Of course, unfortunately, this natural approach is no longer the best way for people who are not worried about food and clothing today. If we want to lose weight, we must challenge the instinctual desire. We should reject the soft white bread and choose rough wholemeal bread; reject processed cheese and choose natural cheese; refuse cooked vegetables and choose to eat raw vegetables. And if the food label can tell us how much calories can be eaten less with less processed foods, losing weight will become more effective. Why do nutritionists keep silent on this issue?
For decades, various expert committees and associations have been calling for reforms to calorie calculations, but these appeals have had no effect. Because researchers found it difficult to calculate precisely how many calories we would consume when we consumed a more processed food. Instead, they found that it is very easy to calculate the specific number of calories that can be obtained if a certain food is completely digested.
Therefore, in the production of food labels, one of the two methods should be selected, which is not perfect. The first method can give accurate calorie numbers but does not consider the effects of known food processing, so it is impossible to measure how many calories our body can actually get from food. The second method considers the effects of food processing but does not give any accurate figures.

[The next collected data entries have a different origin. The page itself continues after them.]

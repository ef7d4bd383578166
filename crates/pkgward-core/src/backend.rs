use crate::environment::Environment;
use crate::error::{PkgError, Result};
use crate::paths;
use serde::Deserialize;
use std::collections::BTreeMap;
use std::path::Path;
use std::process::{Command, Stdio};
use std::time::Duration;

pub type PackageSet = BTreeMap<String, String>;

// ---------------------------------------------------------------------------
// Backend trait
// ---------------------------------------------------------------------------

/// The thing that actually puts packages into an environment's isolated
/// target. The installer only talks to environments through this trait and
/// the environment store.
pub trait Backend: Send + Sync {
    /// Prepare a freshly created environment for installs.
    fn provision(&self, env: &Environment) -> Result<()>;
    fn install(&self, env: &Environment, name: &str, version: &str) -> Result<()>;
    fn uninstall(&self, env: &Environment, name: &str) -> Result<()>;
    /// Packages present in the target right now.
    fn list(&self, env: &Environment) -> Result<PackageSet>;
    /// Bring the target back to exactly `snapshot`.
    fn restore(&self, env: &Environment, snapshot: &PackageSet) -> Result<()>;
}

/// Packages to remove and `(name, version)` pins to (re)install so that
/// `current` becomes `snapshot`. Names compare case-insensitively.
pub fn restore_plan(current: &PackageSet, snapshot: &PackageSet) -> (Vec<String>, Vec<(String, String)>) {
    let lower = |s: &PackageSet| -> BTreeMap<String, (String, String)> {
        s.iter()
            .map(|(k, v)| (k.to_lowercase(), (k.clone(), v.clone())))
            .collect()
    };
    let cur = lower(current);
    let snap = lower(snapshot);

    let remove = cur
        .iter()
        .filter(|(k, _)| !snap.contains_key(*k))
        .map(|(_, (name, _))| name.clone())
        .collect();
    let pin = snap
        .iter()
        .filter(|(k, (_, v))| cur.get(*k).map(|(_, cv)| cv != v).unwrap_or(true))
        .map(|(_, (name, v))| (name.clone(), v.clone()))
        .collect();
    (remove, pin)
}

// ---------------------------------------------------------------------------
// ManifestBackend
// ---------------------------------------------------------------------------

/// Records package sets in `site/packages.yaml` without running anything.
#[derive(Debug, Default, Clone, Copy)]
pub struct ManifestBackend;

impl ManifestBackend {
    fn read(&self, env: &Environment) -> Result<PackageSet> {
        let path = paths::site_manifest(&env.path);
        if !path.exists() {
            return Ok(PackageSet::new());
        }
        let data = std::fs::read_to_string(&path)?;
        Ok(serde_yaml::from_str(&data)?)
    }

    fn write(&self, env: &Environment, set: &PackageSet) -> Result<()> {
        let data = serde_yaml::to_string(set)?;
        crate::io::atomic_write(&paths::site_manifest(&env.path), data.as_bytes())
    }
}

impl Backend for ManifestBackend {
    fn provision(&self, env: &Environment) -> Result<()> {
        crate::io::ensure_dir(&paths::site_dir(&env.path))?;
        let empty = serde_yaml::to_string(&PackageSet::new())?;
        crate::io::write_if_missing(&paths::site_manifest(&env.path), empty.as_bytes())?;
        Ok(())
    }

    fn install(&self, env: &Environment, name: &str, version: &str) -> Result<()> {
        let mut set = self.read(env)?;
        let wanted = name.to_lowercase();
        set.retain(|k, _| k.to_lowercase() != wanted);
        set.insert(name.to_string(), version.to_string());
        self.write(env, &set)
    }

    fn uninstall(&self, env: &Environment, name: &str) -> Result<()> {
        let mut set = self.read(env)?;
        let wanted = name.to_lowercase();
        let before = set.len();
        set.retain(|k, _| k.to_lowercase() != wanted);
        if set.len() == before {
            return Err(PkgError::PackageNotFound(format!("{name} in {}", env.id)));
        }
        self.write(env, &set)
    }

    fn list(&self, env: &Environment) -> Result<PackageSet> {
        self.read(env)
    }

    fn restore(&self, env: &Environment, snapshot: &PackageSet) -> Result<()> {
        self.write(env, snapshot)
    }
}

// ---------------------------------------------------------------------------
// PipBackend
// ---------------------------------------------------------------------------

/// Real virtualenvs: `python -m venv` plus the environment's own pip.
pub struct PipBackend {
    python: String,
    timeout: Duration,
}

#[derive(Debug, Deserialize)]
struct PipListEntry {
    name: String,
    version: String,
}

impl PipBackend {
    pub fn new(python: impl Into<String>, timeout: Duration) -> Self {
        Self {
            python: python.into(),
            timeout,
        }
    }

    /// Pick an interpreter for `version` (e.g. `3.11` → `python3.11`),
    /// falling back to the configured default.
    pub fn find_interpreter(&self, version: &str) -> String {
        let version = version.trim();
        if version.is_empty() || version == self.python {
            return self.python.clone();
        }
        if version.starts_with("python") && which::which(version).is_ok() {
            return version.to_string();
        }
        let candidate = format!("python{version}");
        if which::which(&candidate).is_ok() {
            return candidate;
        }
        if Path::new(version).is_file() {
            return version.to_string();
        }
        tracing::warn!(
            requested = %version,
            fallback = %self.python,
            "no matching interpreter found, using default"
        );
        self.python.clone()
    }

    fn run_pip(&self, env: &Environment, args: &[&str]) -> Result<String> {
        let pip = env.executable("pip");
        let mut full = vec!["--disable-pip-version-check"];
        full.extend_from_slice(args);
        let out = run_command(&pip.to_string_lossy(), &full, self.timeout)?;
        if !out.success {
            return Err(PkgError::InstallFailed(format!(
                "pip {} failed: {}",
                args.first().copied().unwrap_or(""),
                out.output
            )));
        }
        Ok(out.output)
    }
}

impl Backend for PipBackend {
    fn provision(&self, env: &Environment) -> Result<()> {
        let python = self.find_interpreter(&env.interpreter);
        let site = paths::site_dir(&env.path);
        let site_arg = site.to_string_lossy().into_owned();
        let out = run_command(&python, &["-m", "venv", site_arg.as_str()], self.timeout)?;
        if !out.success {
            return Err(PkgError::Backend(format!(
                "creating virtualenv with {python} failed: {}",
                out.output
            )));
        }
        Ok(())
    }

    fn install(&self, env: &Environment, name: &str, version: &str) -> Result<()> {
        let spec = format!("{name}=={version}");
        self.run_pip(env, &["install", spec.as_str()])?;
        Ok(())
    }

    fn uninstall(&self, env: &Environment, name: &str) -> Result<()> {
        if !self.list(env)?.keys().any(|k| k.eq_ignore_ascii_case(name)) {
            return Err(PkgError::PackageNotFound(format!("{name} in {}", env.id)));
        }
        self.run_pip(env, &["uninstall", "-y", name])?;
        Ok(())
    }

    fn list(&self, env: &Environment) -> Result<PackageSet> {
        let pip = env.executable("pip");
        let out = run_command(
            &pip.to_string_lossy(),
            &["--disable-pip-version-check", "list", "--format=json"],
            self.timeout,
        )?;
        if !out.success {
            return Err(PkgError::Backend(format!("pip list failed: {}", out.output)));
        }
        parse_pip_list(&out.stdout)
    }

    fn restore(&self, env: &Environment, snapshot: &PackageSet) -> Result<()> {
        let current = self.list(env)?;
        let (remove, pin) = restore_plan(&current, snapshot);
        if !remove.is_empty() {
            let mut args = vec!["uninstall", "-y"];
            args.extend(remove.iter().map(String::as_str));
            self.run_pip(env, &args)?;
        }
        if !pin.is_empty() {
            let specs: Vec<String> = pin.iter().map(|(n, v)| format!("{n}=={v}")).collect();
            let mut args = vec!["install", "--no-deps"];
            args.extend(specs.iter().map(String::as_str));
            self.run_pip(env, &args)?;
        }
        Ok(())
    }
}

pub fn parse_pip_list(json: &str) -> Result<PackageSet> {
    let entries: Vec<PipListEntry> = serde_json::from_str(json)?;
    Ok(entries.into_iter().map(|e| (e.name, e.version)).collect())
}

// ---------------------------------------------------------------------------
// Subprocess execution
// ---------------------------------------------------------------------------

#[derive(Debug)]
pub struct CommandOutput {
    pub success: bool,
    pub stdout: String,
    /// Combined stdout/stderr, capped, for error messages.
    pub output: String,
}

/// Run `program args...` with a timeout, killing it on expiry.
///
/// stdout/stderr are drained on dedicated threads (no pipe-buffer
/// deadlocks) and the wait happens on a waiter thread with
/// `mpsc::recv_timeout`, so there is no busy-wait.
pub fn run_command(program: &str, args: &[&str], timeout: Duration) -> Result<CommandOutput> {
    tracing::debug!(program, ?args, "running command");
    let mut child = Command::new(program)
        .args(args)
        .stdin(Stdio::null())
        .stdout(Stdio::piped())
        .stderr(Stdio::piped())
        .spawn()
        .map_err(|e| PkgError::Backend(format!("failed to spawn {program}: {e}")))?;

    let child_pid = child.id();
    let stdout_handle = child.stdout.take();
    let stderr_handle = child.stderr.take();

    let stdout_thread = std::thread::spawn(move || -> String {
        let mut buf = String::new();
        if let Some(mut r) = stdout_handle {
            use std::io::Read;
            let _ = r.read_to_string(&mut buf);
        }
        buf
    });
    let stderr_thread = std::thread::spawn(move || -> String {
        let mut buf = String::new();
        if let Some(mut r) = stderr_handle {
            use std::io::Read;
            let _ = r.read_to_string(&mut buf);
        }
        buf
    });

    let (tx, rx) = std::sync::mpsc::channel();
    std::thread::spawn(move || {
        let _ = tx.send(child.wait());
    });

    let status = match rx.recv_timeout(timeout) {
        Ok(result) => result?,
        Err(_) => {
            // Reader threads see EOF once the killed process exits.
            kill_process(child_pid);
            return Err(PkgError::InstallFailed(format!(
                "{program} timed out after {}s",
                timeout.as_secs()
            )));
        }
    };

    let stdout = stdout_thread.join().unwrap_or_default();
    let stderr = stderr_thread.join().unwrap_or_default();
    let output = combine_output(&stdout, &stderr);
    Ok(CommandOutput {
        success: status.success(),
        stdout,
        output,
    })
}

/// Combine stdout/stderr and cap to 10KB (keeping the tail).
fn combine_output(stdout: &str, stderr: &str) -> String {
    let output = if stderr.is_empty() {
        stdout.to_string()
    } else if stdout.is_empty() {
        stderr.to_string()
    } else {
        format!("{stdout}\n{stderr}")
    };
    const MAX_OUTPUT: usize = 10 * 1024;
    let trimmed = output.trim();
    if trimmed.len() > MAX_OUTPUT {
        let mut start = trimmed.len() - MAX_OUTPUT;
        while !trimmed.is_char_boundary(start) {
            start += 1;
        }
        trimmed[start..].to_string()
    } else {
        trimmed.to_string()
    }
}

/// Terminate a process by PID. Best-effort; errors are ignored.
fn kill_process(pid: u32) {
    let pid = pid.to_string();
    let mut cmd = if cfg!(windows) {
        let mut c = Command::new("taskkill");
        c.args(["/F", "/PID", pid.as_str()]);
        c
    } else {
        let mut c = Command::new("kill");
        c.args(["-9", pid.as_str()]);
        c
    };
    let _ = cmd.stdout(Stdio::null()).stderr(Stdio::null()).status();
}

// ---------------------------------------------------------------------------
// Tests
// ---------------------------------------------------------------------------

#[cfg(test)]
mod tests {
    use super::*;
    use crate::environment::EnvironmentStore;
    use tempfile::TempDir;

    fn set(pairs: &[(&str, &str)]) -> PackageSet {
        pairs
            .iter()
            .map(|(k, v)| (k.to_string(), v.to_string()))
            .collect()
    }

    #[test]
    fn manifest_backend_lifecycle() {
        let dir = TempDir::new().unwrap();
        let store = EnvironmentStore::new(dir.path());
        let env = store.create("ml", "3.11").unwrap();
        let backend = ManifestBackend;

        backend.provision(&env).unwrap();
        assert!(backend.list(&env).unwrap().is_empty());

        backend.install(&env, "pandas", "2.2.0").unwrap();
        backend.install(&env, "numpy", "1.26.0").unwrap();
        backend.install(&env, "Pandas", "2.2.1").unwrap();
        assert_eq!(
            backend.list(&env).unwrap(),
            set(&[("Pandas", "2.2.1"), ("numpy", "1.26.0")])
        );

        backend.uninstall(&env, "numpy").unwrap();
        assert!(matches!(
            backend.uninstall(&env, "numpy").unwrap_err(),
            PkgError::PackageNotFound(_)
        ));

        let snapshot = set(&[("requests", "2.31.0")]);
        backend.restore(&env, &snapshot).unwrap();
        assert_eq!(backend.list(&env).unwrap(), snapshot);
    }

    #[test]
    fn restore_plan_computes_diff() {
        let current = set(&[("pandas", "2.2.0"), ("numpy", "2.0.0"), ("six", "1.16.0")]);
        let snapshot = set(&[("numpy", "1.26.0"), ("Six", "1.16.0"), ("tzdata", "2024.1")]);
        let (remove, pin) = restore_plan(&current, &snapshot);
        assert_eq!(remove, vec!["pandas"]);
        assert_eq!(
            pin,
            vec![
                ("numpy".to_string(), "1.26.0".to_string()),
                ("tzdata".to_string(), "2024.1".to_string())
            ]
        );
    }

    #[test]
    fn pip_list_parses() {
        let json = r#"[{"name": "pip", "version": "24.0"}, {"name": "pandas", "version": "2.2.0"}]"#;
        let parsed = parse_pip_list(json).unwrap();
        assert_eq!(parsed, set(&[("pip", "24.0"), ("pandas", "2.2.0")]));
    }

    #[test]
    fn output_is_capped_to_tail() {
        let long = "x".repeat(20 * 1024) + "END";
        let out = combine_output(&long, "");
        assert_eq!(out.len(), 10 * 1024);
        assert!(out.ends_with("END"));
    }

    #[cfg(unix)]
    #[test]
    fn run_command_reports_status() {
        let ok = run_command("sh", &["-c", "echo hi"], Duration::from_secs(10)).unwrap();
        assert!(ok.success);
        assert_eq!(ok.stdout.trim(), "hi");
        let bad = run_command("sh", &["-c", "echo oops >&2; exit 3"], Duration::from_secs(10))
            .unwrap();
        assert!(!bad.success);
        assert_eq!(bad.output, "oops");
    }

    #[cfg(unix)]
    #[test]
    fn run_command_times_out() {
        let err = run_command("sleep", &["30"], Duration::from_millis(200)).unwrap_err();
        assert!(matches!(err, PkgError::InstallFailed(m) if m.contains("timed out")));
    }

    #[test]
    fn missing_program_is_backend_error() {
        let err = run_command("definitely-not-a-real-binary-xyz", &[], Duration::from_secs(1))
            .unwrap_err();
        assert!(matches!(err, PkgError::Backend(_)));
    }
}
use crate::error::Result;
use crate::paths;
use serde::{Deserialize, Serialize};
use std::collections::BTreeMap;
use std::path::{Path, PathBuf};
use std::time::Duration;

// ---------------------------------------------------------------------------
// ConfigWarning / WarnLevel
// ---------------------------------------------------------------------------

#[derive(Debug, Clone, Serialize, Deserialize)]
pub struct ConfigWarning {
    pub level: WarnLevel,
    pub message: String,
}

#[derive(Debug, Clone, PartialEq, Serialize, Deserialize)]
#[serde(rename_all = "snake_case")]
pub enum WarnLevel {
    Warning,
    Error,
}

// ---------------------------------------------------------------------------
// PolicyConfig
// ---------------------------------------------------------------------------

/// Static rule tables for the security evaluator. The thresholds are
/// illustrative defaults and meant to be tuned per project.
#[derive(Debug, Clone, PartialEq, Serialize, Deserialize)]
pub struct PolicyConfig {
    /// Skip the approval prompt for low-risk packages.
    #[serde(default)]
    pub auto_allow_low: bool,
    /// Refuse high-risk packages outright instead of asking the operator.
    #[serde(default)]
    pub reject_high: bool,
    #[serde(default = "default_min_age_days")]
    pub min_age_days: u32,
    #[serde(default = "default_min_downloads")]
    pub min_downloads: u64,
    /// Case-insensitive substrings that mark a package name as suspicious.
    #[serde(default = "default_blocklist")]
    pub blocklist: Vec<String>,
    /// Package name → first version without a known vulnerability.
    #[serde(default = "default_advisories")]
    pub advisories: BTreeMap<String, String>,
    /// Hosts release files may be downloaded from without a finding.
    #[serde(default = "default_trusted_hosts")]
    pub trusted_hosts: Vec<String>,
    /// Release files larger than this many MiB are flagged.
    #[serde(default = "default_max_file_mb")]
    pub max_file_mb: u64,
}

fn default_min_age_days() -> u32 {
    7
}

fn default_min_downloads() -> u64 {
    100
}

fn default_blocklist() -> Vec<String> {
    [
        "hack", "crack", "steal", "password", "keylog", "spy", "trojan", "malware", "virus",
        "backdoor", "rootkit",
    ]
    .iter()
    .map(|s| s.to_string())
    .collect()
}

fn default_advisories() -> BTreeMap<String, String> {
    let mut m = BTreeMap::new();
    m.insert("requests".to_string(), "2.25.0".to_string());
    m.insert("django".to_string(), "3.2.0".to_string());
    m.insert("flask".to_string(), "2.0.0".to_string());
    m.insert("sqlalchemy".to_string(), "1.4.0".to_string());
    m
}

fn default_trusted_hosts() -> Vec<String> {
    vec!["pypi.org".to_string(), "files.pythonhosted.org".to_string()]
}

fn default_max_file_mb() -> u64 {
    100
}

impl Default for PolicyConfig {
    fn default() -> Self {
        Self {
            auto_allow_low: false,
            reject_high: false,
            min_age_days: default_min_age_days(),
            min_downloads: default_min_downloads(),
            blocklist: default_blocklist(),
            advisories: default_advisories(),
            trusted_hosts: default_trusted_hosts(),
            max_file_mb: default_max_file_mb(),
        }
    }
}

// ---------------------------------------------------------------------------
// GateConfig
// ---------------------------------------------------------------------------

#[derive(Debug, Clone, PartialEq, Serialize, Deserialize)]
pub struct GateConfig {
    /// Seconds to wait for an operator answer. `0` waits indefinitely.
    #[serde(default = "default_gate_timeout")]
    pub timeout_seconds: u32,
}

fn default_gate_timeout() -> u32 {
    300
}

impl Default for GateConfig {
    fn default() -> Self {
        Self {
            timeout_seconds: default_gate_timeout(),
        }
    }
}

impl GateConfig {
    pub fn timeout(&self) -> Option<Duration> {
        if self.timeout_seconds == 0 {
            None
        } else {
            Some(Duration::from_secs(self.timeout_seconds as u64))
        }
    }
}

// ---------------------------------------------------------------------------
// RegistryConfig
// ---------------------------------------------------------------------------

#[derive(Debug, Clone, PartialEq, Serialize, Deserialize)]
#[serde(tag = "type", rename_all = "snake_case")]
pub enum RegistrySource {
    Pypi {
        #[serde(default = "default_pypi_url")]
        url: String,
        /// Download statistics endpoint. `None` leaves download counts unknown.
        #[serde(default = "default_stats_url")]
        stats_url: Option<String>,
        #[serde(default = "default_http_timeout")]
        timeout_seconds: u32,
    },
    /// Offline YAML index, path relative to the project root.
    Index { path: PathBuf },
}

fn default_pypi_url() -> String {
    "https://pypi.org".to_string()
}

fn default_stats_url() -> Option<String> {
    Some("https://pypistats.org".to_string())
}

fn default_http_timeout() -> u32 {
    10
}

fn default_registry_source() -> RegistrySource {
    RegistrySource::Pypi {
        url: default_pypi_url(),
        stats_url: default_stats_url(),
        timeout_seconds: default_http_timeout(),
    }
}

#[derive(Debug, Clone, PartialEq, Serialize, Deserialize)]
pub struct RegistryConfig {
    #[serde(default = "default_registry_source")]
    pub source: RegistrySource,
    /// Total fetch attempts, including the first.
    #[serde(default = "default_retries")]
    pub retries: u32,
    /// Delay before the second attempt; doubled for each further attempt.
    #[serde(default = "default_backoff_ms")]
    pub backoff_ms: u64,
}

fn default_retries() -> u32 {
    3
}

fn default_backoff_ms() -> u64 {
    500
}

impl Default for RegistryConfig {
    fn default() -> Self {
        Self {
            source: default_registry_source(),
            retries: default_retries(),
            backoff_ms: default_backoff_ms(),
        }
    }
}

// ---------------------------------------------------------------------------
// InstallerConfig
// ---------------------------------------------------------------------------

#[derive(Debug, Clone, Copy, PartialEq, Eq, Serialize, Deserialize)]
#[serde(rename_all = "snake_case")]
pub enum BackendKind {
    /// Real virtualenvs driven through `python -m venv` and pip.
    Pip,
    /// Package sets recorded in a manifest file only; no interpreter needed.
    Manifest,
}

#[derive(Debug, Clone, PartialEq, Serialize, Deserialize)]
pub struct InstallerConfig {
    #[serde(default = "default_backend")]
    pub backend: BackendKind,
    #[serde(default = "default_env_name")]
    pub default_env: String,
    /// Interpreter used to create new environments.
    #[serde(default = "default_python")]
    pub python: String,
    #[serde(default = "default_lock_timeout")]
    pub lock_timeout_seconds: u32,
    #[serde(default = "default_command_timeout")]
    pub command_timeout_seconds: u32,
}

fn default_backend() -> BackendKind {
    BackendKind::Pip
}

fn default_env_name() -> String {
    "default".to_string()
}

fn default_python() -> String {
    "python3".to_string()
}

fn default_lock_timeout() -> u32 {
    30
}

fn default_command_timeout() -> u32 {
    300
}

impl Default for InstallerConfig {
    fn default() -> Self {
        Self {
            backend: default_backend(),
            default_env: default_env_name(),
            python: default_python(),
            lock_timeout_seconds: default_lock_timeout(),
            command_timeout_seconds: default_command_timeout(),
        }
    }
}

impl InstallerConfig {
    pub fn lock_timeout(&self) -> Duration {
        Duration::from_secs(self.lock_timeout_seconds as u64)
    }

    pub fn command_timeout(&self) -> Duration {
        Duration::from_secs(self.command_timeout_seconds as u64)
    }
}

// ---------------------------------------------------------------------------
// Config (top-level)
// ---------------------------------------------------------------------------

#[derive(Debug, Clone, Default, PartialEq, Serialize, Deserialize)]
pub struct Config {
    #[serde(default = "default_version")]
    pub version: u32,
    #[serde(default)]
    pub policy: PolicyConfig,
    #[serde(default)]
    pub gate: GateConfig,
    #[serde(default)]
    pub registry: RegistryConfig,
    #[serde(default)]
    pub installer: InstallerConfig,
}

fn default_version() -> u32 {
    1
}

impl Config {
    pub fn new() -> Self {
        Self {
            version: default_version(),
            ..Default::default()
        }
    }

    /// Load `.pkgward/config.yaml`, falling back to defaults when the file
    /// does not exist. A file that exists but does not parse is an error.
    pub fn load_or_default(root: &Path) -> Result<Self> {
        let path = paths::config_path(root);
        if !path.exists() {
            return Ok(Self::new());
        }
        let data = std::fs::read_to_string(&path)?;
        let cfg: Config = serde_yaml::from_str(&data)?;
        Ok(cfg)
    }

    pub fn save(&self, root: &Path) -> Result<()> {
        let path = paths::config_path(root);
        let data = serde_yaml::to_string(self)?;
        crate::io::atomic_write(&path, data.as_bytes())
    }

    // -----------------------------------------------------------------------
    // Validation
    // -----------------------------------------------------------------------

    pub fn validate(&self) -> Vec<ConfigWarning> {
        let mut warnings = Vec::new();
        let mut push = |level: WarnLevel, message: String| {
            warnings.push(ConfigWarning { level, message });
        };

        if self.policy.blocklist.is_empty() {
            push(
                WarnLevel::Warning,
                "policy.blocklist is empty; suspicious names will not be flagged".to_string(),
            );
        }
        if self.policy.blocklist.iter().any(|p| p.trim().is_empty()) {
            push(
                WarnLevel::Error,
                "policy.blocklist contains an empty pattern (matches every package)".to_string(),
            );
        }
        for (pkg, safe) in &self.policy.advisories {
            if paths::validate_version(safe).is_err() {
                push(
                    WarnLevel::Error,
                    format!("policy.advisories: '{safe}' for '{pkg}' is not a version"),
                );
            }
        }
        if self.policy.trusted_hosts.is_empty() {
            push(
                WarnLevel::Warning,
                "policy.trusted_hosts is empty; every release file host will be flagged"
                    .to_string(),
            );
        }
        if self.policy.min_age_days == 0 && self.policy.min_downloads == 0 {
            push(
                WarnLevel::Warning,
                "policy.min_age_days and policy.min_downloads are both 0; \
                 age and popularity checks are disabled"
                    .to_string(),
            );
        }

        if self.gate.timeout_seconds == 0 {
            push(
                WarnLevel::Warning,
                "gate.timeout_seconds is 0; approval prompts wait indefinitely".to_string(),
            );
        }

        if self.registry.retries == 0 {
            push(
                WarnLevel::Error,
                "registry.retries must be at least 1 (it counts the first attempt)".to_string(),
            );
        } else if self.registry.retries > 10 {
            push(
                WarnLevel::Warning,
                format!(
                    "registry.retries={} (>10 is unusual)",
                    self.registry.retries
                ),
            );
        }
        match &self.registry.source {
            RegistrySource::Pypi { url, .. } if url.trim().is_empty() => {
                push(WarnLevel::Error, "registry.source.url is empty".to_string());
            }
            RegistrySource::Index { path } if path.as_os_str().is_empty() => {
                push(WarnLevel::Error, "registry.source.path is empty".to_string());
            }
            _ => {}
        }

        if paths::validate_name(&self.installer.default_env).is_err() {
            push(
                WarnLevel::Error,
                format!(
                    "installer.default_env '{}' is not a valid environment name",
                    self.installer.default_env
                ),
            );
        }
        if self.installer.backend == BackendKind::Pip && self.installer.python.trim().is_empty() {
            push(WarnLevel::Error, "installer.python is empty".to_string());
        }
        if self.installer.lock_timeout_seconds == 0 {
            push(
                WarnLevel::Warning,
                "installer.lock_timeout_seconds is 0; concurrent installs fail immediately"
                    .to_string(),
            );
        }

        warnings
    }
}

// ---------------------------------------------------------------------------
// Tests
// ---------------------------------------------------------------------------

#[cfg(test)]
mod tests {
    use super::*;
    use tempfile::TempDir;

    #[test]
    fn default_config_roundtrip() {
        let cfg = Config::new();
        let yaml = serde_yaml::to_string(&cfg).unwrap();
        let parsed: Config = serde_yaml::from_str(&yaml).unwrap();
        assert_eq!(parsed, cfg);
        assert_eq!(parsed.version, 1);
    }

    #[test]
    fn partial_file_fills_defaults() {
        let yaml = "policy:\n  auto_allow_low: true\n  min_downloads: 10\n";
        let cfg: Config = serde_yaml::from_str(yaml).unwrap();
        assert!(cfg.policy.auto_allow_low);
        assert_eq!(cfg.policy.min_downloads, 10);
        assert_eq!(cfg.policy.min_age_days, 7);
        assert!(cfg.policy.blocklist.contains(&"keylog".to_string()));
        assert!(cfg.policy.trusted_hosts.contains(&"files.pythonhosted.org".to_string()));
        assert_eq!(cfg.policy.max_file_mb, 100);
        assert_eq!(cfg.gate.timeout_seconds, 300);
        assert_eq!(cfg.registry.retries, 3);
        assert_eq!(cfg.installer.backend, BackendKind::Pip);
    }

    #[test]
    fn registry_source_tagged() {
        let yaml = "source:\n  type: index\n  path: index.yaml\nretries: 2\n";
        let reg: RegistryConfig = serde_yaml::from_str(yaml).unwrap();
        assert_eq!(
            reg.source,
            RegistrySource::Index {
                path: PathBuf::from("index.yaml")
            }
        );
        assert_eq!(reg.backoff_ms, 500);
    }

    #[test]
    fn load_missing_file_returns_defaults() {
        let dir = TempDir::new().unwrap();
        let cfg = Config::load_or_default(dir.path()).unwrap();
        assert_eq!(cfg, Config::new());
    }

    #[test]
    fn save_then_load() {
        let dir = TempDir::new().unwrap();
        let mut cfg = Config::new();
        cfg.installer.backend = BackendKind::Manifest;
        cfg.save(dir.path()).unwrap();
        let loaded = Config::load_or_default(dir.path()).unwrap();
        assert_eq!(loaded.installer.backend, BackendKind::Manifest);
    }

    #[test]
    fn default_config_has_no_errors() {
        let warnings = Config::new().validate();
        assert!(warnings.iter().all(|w| w.level != WarnLevel::Error));
    }

    #[test]
    fn validate_flags_zero_retries_and_bad_env() {
        let mut cfg = Config::new();
        cfg.registry.retries = 0;
        cfg.installer.default_env = "bad env".to_string();
        let errors: Vec<_> = cfg
            .validate()
            .into_iter()
            .filter(|w| w.level == WarnLevel::Error)
            .collect();
        assert_eq!(errors.len(), 2);
    }

    #[test]
    fn gate_timeout_zero_means_unbounded() {
        let gate = GateConfig { timeout_seconds: 0 };
        assert!(gate.timeout().is_none());
        assert_eq!(
            GateConfig::default().timeout(),
            Some(Duration::from_secs(300))
        );
    }
}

In the face of this dilemma, each country has chosen to ignore the impact of the processing process, and the result has been consumer confusion. The number given on the food label is likely to overestimate the calories the body can obtain from raw food. Food labels do not consider the cost of the digestive process - that is, the energy loss caused by bacteria and the energy consumption of the digestion process. For processed foods, these two costs are lower, so the label of processed foods has less overestimation of calories.
Is it time to make a change?
Since it is important to accurately calculate calories, it is time to start the discussion again. A label similar to “traffic light” should be used on food labels to tell consumers whether the food is deep-processed (red), light-processed (green), or in the middle (yellow).
For public health needs, consumers should be made aware of how the way we process food affects weight. Calculating calories is very important, and we can't tolerate a clearly not the best labeling method. We need to invest more scientific effort to calculate how much food processing affects the number of calories available.